Dataset entries
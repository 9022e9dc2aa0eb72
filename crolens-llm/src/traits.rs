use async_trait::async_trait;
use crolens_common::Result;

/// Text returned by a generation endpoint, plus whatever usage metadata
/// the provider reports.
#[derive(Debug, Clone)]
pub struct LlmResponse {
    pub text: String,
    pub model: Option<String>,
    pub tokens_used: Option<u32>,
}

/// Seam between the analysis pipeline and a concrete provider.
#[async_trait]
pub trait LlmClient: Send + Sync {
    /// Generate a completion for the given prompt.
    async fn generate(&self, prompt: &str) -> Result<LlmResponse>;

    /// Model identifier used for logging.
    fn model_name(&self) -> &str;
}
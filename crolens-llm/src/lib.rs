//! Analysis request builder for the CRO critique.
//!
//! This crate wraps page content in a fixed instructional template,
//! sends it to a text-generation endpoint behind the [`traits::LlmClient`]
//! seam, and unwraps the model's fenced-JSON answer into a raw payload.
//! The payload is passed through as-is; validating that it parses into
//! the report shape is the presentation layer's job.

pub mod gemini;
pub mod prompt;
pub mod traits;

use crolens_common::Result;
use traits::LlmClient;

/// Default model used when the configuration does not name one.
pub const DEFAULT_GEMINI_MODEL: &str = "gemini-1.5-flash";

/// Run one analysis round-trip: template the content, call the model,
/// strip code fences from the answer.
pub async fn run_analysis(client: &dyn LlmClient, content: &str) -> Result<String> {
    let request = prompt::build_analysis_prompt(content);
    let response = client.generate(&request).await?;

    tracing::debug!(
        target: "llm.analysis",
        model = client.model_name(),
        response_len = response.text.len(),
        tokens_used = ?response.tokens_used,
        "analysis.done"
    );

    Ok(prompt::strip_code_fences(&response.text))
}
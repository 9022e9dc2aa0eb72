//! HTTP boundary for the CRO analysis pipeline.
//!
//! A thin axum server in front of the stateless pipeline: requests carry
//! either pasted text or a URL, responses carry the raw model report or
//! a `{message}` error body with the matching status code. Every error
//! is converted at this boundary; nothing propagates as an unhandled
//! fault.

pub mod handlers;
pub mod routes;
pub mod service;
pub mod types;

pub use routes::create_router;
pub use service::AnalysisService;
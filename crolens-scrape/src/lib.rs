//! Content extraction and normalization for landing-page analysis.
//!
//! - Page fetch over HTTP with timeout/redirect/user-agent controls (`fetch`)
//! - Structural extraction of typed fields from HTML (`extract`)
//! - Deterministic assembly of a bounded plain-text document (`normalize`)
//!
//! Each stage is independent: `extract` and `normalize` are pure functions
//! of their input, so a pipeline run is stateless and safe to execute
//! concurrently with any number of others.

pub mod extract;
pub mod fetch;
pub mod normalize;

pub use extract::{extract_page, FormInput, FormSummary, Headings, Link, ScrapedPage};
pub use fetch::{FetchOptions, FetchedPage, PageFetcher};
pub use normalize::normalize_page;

Required work
Only the number is required: state how many lines of the entries hold the word "Result".

Written solution
4